■ **Your task**
Search the records for lines that contain the word "forms". Copy them all.

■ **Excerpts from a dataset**
-.-.-
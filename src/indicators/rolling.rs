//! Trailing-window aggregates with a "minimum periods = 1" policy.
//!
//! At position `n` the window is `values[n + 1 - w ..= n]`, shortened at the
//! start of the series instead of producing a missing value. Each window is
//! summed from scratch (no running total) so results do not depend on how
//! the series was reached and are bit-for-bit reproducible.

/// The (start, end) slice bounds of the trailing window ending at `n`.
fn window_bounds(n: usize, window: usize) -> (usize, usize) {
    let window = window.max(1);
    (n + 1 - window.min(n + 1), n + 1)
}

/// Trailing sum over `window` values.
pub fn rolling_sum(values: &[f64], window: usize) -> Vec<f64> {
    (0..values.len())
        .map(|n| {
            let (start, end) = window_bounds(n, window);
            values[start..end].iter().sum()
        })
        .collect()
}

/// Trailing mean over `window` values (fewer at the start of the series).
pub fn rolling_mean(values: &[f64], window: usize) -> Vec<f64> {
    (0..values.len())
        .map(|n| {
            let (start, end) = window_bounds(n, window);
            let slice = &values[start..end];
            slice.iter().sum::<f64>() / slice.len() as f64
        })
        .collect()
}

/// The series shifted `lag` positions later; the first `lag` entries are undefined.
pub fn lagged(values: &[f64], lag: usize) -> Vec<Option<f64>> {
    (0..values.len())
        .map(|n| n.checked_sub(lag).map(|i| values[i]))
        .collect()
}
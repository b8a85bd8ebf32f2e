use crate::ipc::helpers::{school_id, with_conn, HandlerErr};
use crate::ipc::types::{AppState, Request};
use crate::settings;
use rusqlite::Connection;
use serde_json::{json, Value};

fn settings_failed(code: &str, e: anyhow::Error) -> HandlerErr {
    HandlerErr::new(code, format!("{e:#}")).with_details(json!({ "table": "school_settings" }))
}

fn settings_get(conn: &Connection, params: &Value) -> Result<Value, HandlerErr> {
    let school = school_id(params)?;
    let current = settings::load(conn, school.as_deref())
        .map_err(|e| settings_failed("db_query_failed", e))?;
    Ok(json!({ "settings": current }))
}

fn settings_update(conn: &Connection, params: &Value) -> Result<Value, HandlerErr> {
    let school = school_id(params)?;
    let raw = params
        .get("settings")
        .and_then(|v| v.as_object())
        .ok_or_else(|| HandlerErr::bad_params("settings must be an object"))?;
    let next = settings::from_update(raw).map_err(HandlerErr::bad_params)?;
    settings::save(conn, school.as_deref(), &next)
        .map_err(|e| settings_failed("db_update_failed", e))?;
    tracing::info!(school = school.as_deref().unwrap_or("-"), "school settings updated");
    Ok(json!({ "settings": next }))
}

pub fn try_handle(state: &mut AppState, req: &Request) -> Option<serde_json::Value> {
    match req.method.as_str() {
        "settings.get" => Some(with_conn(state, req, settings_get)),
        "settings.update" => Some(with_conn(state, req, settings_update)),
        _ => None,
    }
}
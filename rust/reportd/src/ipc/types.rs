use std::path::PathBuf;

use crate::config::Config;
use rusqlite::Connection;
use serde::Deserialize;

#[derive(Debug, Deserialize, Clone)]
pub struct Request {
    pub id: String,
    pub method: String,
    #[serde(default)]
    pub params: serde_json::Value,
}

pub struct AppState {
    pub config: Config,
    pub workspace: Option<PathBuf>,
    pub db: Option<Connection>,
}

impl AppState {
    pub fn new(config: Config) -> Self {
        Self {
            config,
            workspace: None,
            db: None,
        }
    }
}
-.-.-
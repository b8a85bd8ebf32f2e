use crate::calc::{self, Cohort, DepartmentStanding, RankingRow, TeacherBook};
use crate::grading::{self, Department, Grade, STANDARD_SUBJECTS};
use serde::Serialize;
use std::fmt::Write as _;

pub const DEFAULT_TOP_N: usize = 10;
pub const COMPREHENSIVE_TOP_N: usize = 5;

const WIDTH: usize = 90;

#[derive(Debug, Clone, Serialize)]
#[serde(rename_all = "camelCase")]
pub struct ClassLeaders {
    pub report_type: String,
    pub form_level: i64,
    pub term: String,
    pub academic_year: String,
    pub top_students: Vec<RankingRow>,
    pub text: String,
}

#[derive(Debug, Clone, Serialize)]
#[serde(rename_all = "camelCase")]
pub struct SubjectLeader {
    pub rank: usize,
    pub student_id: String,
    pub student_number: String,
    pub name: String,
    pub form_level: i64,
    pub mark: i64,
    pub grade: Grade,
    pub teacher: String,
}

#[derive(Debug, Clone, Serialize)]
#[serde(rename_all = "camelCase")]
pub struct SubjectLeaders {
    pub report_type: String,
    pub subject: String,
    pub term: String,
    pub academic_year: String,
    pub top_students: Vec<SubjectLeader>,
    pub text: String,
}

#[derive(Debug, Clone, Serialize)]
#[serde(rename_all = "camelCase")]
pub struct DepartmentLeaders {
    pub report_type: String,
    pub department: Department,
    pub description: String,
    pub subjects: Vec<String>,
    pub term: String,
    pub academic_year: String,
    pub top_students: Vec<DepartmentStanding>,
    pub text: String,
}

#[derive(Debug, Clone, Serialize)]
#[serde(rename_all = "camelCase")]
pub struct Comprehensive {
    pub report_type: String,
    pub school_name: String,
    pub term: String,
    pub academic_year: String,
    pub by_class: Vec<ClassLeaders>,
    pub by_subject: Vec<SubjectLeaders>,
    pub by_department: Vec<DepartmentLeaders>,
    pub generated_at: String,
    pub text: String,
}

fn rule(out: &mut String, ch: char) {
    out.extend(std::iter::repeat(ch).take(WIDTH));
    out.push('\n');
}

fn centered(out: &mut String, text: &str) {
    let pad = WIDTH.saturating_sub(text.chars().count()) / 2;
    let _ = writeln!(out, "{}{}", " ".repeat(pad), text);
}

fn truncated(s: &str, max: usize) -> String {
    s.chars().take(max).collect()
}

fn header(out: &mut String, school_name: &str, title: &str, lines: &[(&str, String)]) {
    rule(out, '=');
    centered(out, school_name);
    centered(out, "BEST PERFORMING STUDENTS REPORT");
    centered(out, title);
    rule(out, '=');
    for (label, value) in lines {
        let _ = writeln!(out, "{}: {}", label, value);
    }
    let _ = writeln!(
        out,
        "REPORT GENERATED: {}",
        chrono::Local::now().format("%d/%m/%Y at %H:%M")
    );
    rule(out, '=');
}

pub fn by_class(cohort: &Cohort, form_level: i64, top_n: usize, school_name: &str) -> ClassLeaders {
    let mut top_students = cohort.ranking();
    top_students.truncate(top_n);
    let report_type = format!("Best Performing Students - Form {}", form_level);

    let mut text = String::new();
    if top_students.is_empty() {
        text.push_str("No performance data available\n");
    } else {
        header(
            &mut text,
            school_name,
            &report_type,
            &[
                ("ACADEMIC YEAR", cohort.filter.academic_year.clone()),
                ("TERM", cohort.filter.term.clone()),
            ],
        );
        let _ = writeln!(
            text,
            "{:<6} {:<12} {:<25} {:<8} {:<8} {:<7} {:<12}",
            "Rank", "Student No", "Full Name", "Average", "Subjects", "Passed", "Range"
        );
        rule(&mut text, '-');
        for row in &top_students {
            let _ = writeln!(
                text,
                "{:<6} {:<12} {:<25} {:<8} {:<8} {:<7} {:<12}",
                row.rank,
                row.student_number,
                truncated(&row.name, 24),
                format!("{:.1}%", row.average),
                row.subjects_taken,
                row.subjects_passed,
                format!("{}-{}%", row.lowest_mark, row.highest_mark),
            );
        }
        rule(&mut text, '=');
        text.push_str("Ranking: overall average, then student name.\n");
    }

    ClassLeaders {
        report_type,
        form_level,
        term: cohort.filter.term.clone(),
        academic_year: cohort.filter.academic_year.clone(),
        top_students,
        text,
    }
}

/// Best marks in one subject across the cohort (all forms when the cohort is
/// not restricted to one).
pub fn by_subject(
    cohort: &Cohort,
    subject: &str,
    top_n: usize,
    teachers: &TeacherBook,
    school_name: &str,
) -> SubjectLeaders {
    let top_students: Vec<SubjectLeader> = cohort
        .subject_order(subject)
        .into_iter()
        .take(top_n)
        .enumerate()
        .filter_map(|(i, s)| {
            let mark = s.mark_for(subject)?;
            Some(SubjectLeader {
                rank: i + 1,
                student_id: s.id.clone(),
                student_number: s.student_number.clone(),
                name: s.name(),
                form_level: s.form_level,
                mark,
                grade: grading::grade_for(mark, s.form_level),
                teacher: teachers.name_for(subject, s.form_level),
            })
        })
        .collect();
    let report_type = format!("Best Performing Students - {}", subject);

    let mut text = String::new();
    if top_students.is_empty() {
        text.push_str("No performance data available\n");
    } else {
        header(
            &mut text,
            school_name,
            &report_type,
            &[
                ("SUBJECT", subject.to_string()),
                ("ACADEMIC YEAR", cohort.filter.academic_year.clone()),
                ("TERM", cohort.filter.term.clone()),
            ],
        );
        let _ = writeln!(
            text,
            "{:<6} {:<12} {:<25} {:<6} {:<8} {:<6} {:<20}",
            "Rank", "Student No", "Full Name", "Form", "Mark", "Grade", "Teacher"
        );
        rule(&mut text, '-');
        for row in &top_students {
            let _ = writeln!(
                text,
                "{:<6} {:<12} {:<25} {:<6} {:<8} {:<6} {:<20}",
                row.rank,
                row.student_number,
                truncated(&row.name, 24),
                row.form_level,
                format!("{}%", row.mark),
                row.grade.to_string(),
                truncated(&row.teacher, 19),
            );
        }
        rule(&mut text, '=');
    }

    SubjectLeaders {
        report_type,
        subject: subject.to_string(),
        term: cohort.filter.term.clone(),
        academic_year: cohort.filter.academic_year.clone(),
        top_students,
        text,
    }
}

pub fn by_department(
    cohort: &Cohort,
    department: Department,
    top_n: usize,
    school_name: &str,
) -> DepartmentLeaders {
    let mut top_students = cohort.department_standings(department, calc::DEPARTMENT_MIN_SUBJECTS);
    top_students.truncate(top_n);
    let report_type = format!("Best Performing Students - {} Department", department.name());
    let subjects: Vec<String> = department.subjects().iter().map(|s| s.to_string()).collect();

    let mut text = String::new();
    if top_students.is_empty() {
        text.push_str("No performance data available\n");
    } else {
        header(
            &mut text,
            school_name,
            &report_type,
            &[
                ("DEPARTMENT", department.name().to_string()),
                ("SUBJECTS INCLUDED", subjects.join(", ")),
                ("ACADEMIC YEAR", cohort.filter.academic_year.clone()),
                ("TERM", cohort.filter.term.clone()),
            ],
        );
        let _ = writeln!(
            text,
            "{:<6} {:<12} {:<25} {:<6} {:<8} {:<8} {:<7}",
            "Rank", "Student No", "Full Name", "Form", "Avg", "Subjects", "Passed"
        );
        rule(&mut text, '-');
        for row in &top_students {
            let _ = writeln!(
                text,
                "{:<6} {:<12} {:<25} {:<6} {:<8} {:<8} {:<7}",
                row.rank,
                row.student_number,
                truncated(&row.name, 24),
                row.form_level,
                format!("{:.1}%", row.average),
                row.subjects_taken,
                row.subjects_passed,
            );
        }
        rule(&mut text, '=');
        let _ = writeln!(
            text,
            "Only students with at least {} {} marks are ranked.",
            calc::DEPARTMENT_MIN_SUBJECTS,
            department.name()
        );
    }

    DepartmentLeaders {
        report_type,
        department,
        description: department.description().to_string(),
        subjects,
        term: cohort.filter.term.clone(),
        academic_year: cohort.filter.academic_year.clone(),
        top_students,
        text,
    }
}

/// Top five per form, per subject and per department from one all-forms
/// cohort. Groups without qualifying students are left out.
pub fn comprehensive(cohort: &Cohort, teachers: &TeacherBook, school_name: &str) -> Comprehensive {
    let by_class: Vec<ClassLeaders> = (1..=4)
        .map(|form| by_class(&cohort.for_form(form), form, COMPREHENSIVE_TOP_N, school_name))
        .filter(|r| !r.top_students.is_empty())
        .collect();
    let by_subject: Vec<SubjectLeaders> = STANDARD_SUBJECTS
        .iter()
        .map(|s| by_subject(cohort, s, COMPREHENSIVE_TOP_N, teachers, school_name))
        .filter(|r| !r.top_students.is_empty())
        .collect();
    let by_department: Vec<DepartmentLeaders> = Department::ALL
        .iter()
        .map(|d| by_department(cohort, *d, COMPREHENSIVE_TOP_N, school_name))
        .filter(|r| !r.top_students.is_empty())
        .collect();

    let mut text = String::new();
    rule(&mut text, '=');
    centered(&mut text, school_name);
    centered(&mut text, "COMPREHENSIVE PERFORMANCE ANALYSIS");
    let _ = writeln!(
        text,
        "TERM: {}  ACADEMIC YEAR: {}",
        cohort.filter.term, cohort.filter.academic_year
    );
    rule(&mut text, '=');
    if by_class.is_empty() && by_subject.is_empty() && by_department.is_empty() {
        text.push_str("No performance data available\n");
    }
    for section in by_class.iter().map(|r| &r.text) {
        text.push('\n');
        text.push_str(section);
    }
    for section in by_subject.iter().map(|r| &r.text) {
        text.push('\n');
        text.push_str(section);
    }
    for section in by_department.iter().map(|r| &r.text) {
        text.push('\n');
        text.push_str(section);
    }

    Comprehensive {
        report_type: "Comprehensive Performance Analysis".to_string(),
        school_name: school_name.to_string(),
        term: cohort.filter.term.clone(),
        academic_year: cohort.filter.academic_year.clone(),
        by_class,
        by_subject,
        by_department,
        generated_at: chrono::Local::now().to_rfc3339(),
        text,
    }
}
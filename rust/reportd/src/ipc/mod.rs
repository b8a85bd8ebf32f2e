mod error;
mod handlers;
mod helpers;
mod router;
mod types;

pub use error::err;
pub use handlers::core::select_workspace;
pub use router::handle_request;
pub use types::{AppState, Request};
-.-.-
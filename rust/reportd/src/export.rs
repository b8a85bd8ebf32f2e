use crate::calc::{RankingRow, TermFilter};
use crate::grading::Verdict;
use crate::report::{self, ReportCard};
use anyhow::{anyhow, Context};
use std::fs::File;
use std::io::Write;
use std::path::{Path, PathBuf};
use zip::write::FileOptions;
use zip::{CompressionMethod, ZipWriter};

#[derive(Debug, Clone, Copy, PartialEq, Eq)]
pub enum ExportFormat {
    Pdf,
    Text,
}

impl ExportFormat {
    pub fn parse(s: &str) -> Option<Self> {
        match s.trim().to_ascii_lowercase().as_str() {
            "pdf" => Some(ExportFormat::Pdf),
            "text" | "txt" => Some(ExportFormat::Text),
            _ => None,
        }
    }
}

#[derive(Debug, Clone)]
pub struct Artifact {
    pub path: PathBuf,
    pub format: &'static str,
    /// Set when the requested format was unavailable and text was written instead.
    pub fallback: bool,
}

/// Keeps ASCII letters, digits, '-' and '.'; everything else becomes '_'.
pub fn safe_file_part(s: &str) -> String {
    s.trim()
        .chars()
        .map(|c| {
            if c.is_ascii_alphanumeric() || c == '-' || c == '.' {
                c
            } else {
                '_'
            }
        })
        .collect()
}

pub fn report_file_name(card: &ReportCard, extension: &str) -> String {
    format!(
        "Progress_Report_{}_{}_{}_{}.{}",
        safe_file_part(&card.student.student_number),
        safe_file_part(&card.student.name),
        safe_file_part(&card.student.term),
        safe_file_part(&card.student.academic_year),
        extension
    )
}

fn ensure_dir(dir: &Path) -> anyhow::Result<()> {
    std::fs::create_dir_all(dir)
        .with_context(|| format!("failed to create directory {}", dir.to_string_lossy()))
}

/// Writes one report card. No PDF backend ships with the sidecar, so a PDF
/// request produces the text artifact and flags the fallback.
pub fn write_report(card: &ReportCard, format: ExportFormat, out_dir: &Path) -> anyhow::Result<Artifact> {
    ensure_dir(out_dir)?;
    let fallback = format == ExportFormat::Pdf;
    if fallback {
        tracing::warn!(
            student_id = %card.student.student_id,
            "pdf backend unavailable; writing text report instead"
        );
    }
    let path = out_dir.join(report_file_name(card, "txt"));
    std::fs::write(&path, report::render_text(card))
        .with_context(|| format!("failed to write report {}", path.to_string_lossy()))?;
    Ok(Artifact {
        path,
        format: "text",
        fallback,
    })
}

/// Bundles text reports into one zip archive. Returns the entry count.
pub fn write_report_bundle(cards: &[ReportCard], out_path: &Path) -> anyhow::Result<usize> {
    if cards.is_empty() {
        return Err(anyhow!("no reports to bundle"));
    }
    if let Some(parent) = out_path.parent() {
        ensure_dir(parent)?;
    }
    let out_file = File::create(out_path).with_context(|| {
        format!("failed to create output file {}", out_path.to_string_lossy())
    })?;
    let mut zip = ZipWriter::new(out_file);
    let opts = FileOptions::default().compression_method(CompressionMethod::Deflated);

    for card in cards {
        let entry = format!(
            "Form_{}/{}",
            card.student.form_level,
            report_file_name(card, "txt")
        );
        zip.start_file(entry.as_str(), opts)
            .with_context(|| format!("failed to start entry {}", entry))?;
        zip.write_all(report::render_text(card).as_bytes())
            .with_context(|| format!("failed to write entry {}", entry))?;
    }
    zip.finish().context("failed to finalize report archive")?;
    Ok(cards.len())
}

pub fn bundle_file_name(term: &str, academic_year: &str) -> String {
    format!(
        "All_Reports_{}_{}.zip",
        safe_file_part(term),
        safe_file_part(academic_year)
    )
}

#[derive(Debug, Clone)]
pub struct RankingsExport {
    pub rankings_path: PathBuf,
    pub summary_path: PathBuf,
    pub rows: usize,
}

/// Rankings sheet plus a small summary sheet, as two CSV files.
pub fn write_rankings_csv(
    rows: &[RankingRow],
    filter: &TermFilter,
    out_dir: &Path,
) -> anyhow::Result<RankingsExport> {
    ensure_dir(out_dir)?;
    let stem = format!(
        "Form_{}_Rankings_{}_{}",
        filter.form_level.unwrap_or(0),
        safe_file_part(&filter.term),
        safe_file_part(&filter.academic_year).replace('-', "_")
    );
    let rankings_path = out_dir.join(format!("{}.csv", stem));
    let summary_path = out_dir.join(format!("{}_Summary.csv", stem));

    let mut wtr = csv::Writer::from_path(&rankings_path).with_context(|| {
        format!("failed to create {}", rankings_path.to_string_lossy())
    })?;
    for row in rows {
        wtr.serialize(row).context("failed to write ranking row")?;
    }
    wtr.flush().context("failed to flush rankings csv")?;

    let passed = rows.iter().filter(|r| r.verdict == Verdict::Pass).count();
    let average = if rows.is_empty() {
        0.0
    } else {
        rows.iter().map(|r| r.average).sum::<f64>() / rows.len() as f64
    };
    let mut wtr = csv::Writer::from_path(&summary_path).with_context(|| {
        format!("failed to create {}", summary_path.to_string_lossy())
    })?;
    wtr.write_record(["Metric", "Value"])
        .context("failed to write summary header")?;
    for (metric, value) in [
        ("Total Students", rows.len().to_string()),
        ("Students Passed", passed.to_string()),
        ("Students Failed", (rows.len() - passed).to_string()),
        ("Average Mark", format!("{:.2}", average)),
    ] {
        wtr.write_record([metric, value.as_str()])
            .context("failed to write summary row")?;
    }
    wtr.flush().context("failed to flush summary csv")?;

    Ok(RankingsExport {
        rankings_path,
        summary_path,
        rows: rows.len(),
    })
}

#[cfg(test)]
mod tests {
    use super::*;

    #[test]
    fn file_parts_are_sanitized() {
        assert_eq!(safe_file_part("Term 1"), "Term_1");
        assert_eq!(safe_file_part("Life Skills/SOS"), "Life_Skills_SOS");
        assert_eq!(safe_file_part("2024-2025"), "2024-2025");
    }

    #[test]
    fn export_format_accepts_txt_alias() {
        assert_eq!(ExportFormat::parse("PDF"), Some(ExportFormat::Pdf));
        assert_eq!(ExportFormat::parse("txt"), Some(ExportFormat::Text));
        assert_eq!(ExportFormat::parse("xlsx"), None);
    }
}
-.-.-
■ **Answer to the problem**
/// Best marks in one subject across the cohort (all forms when the cohort is
/// Top five per form, per subject and per department from one all-forms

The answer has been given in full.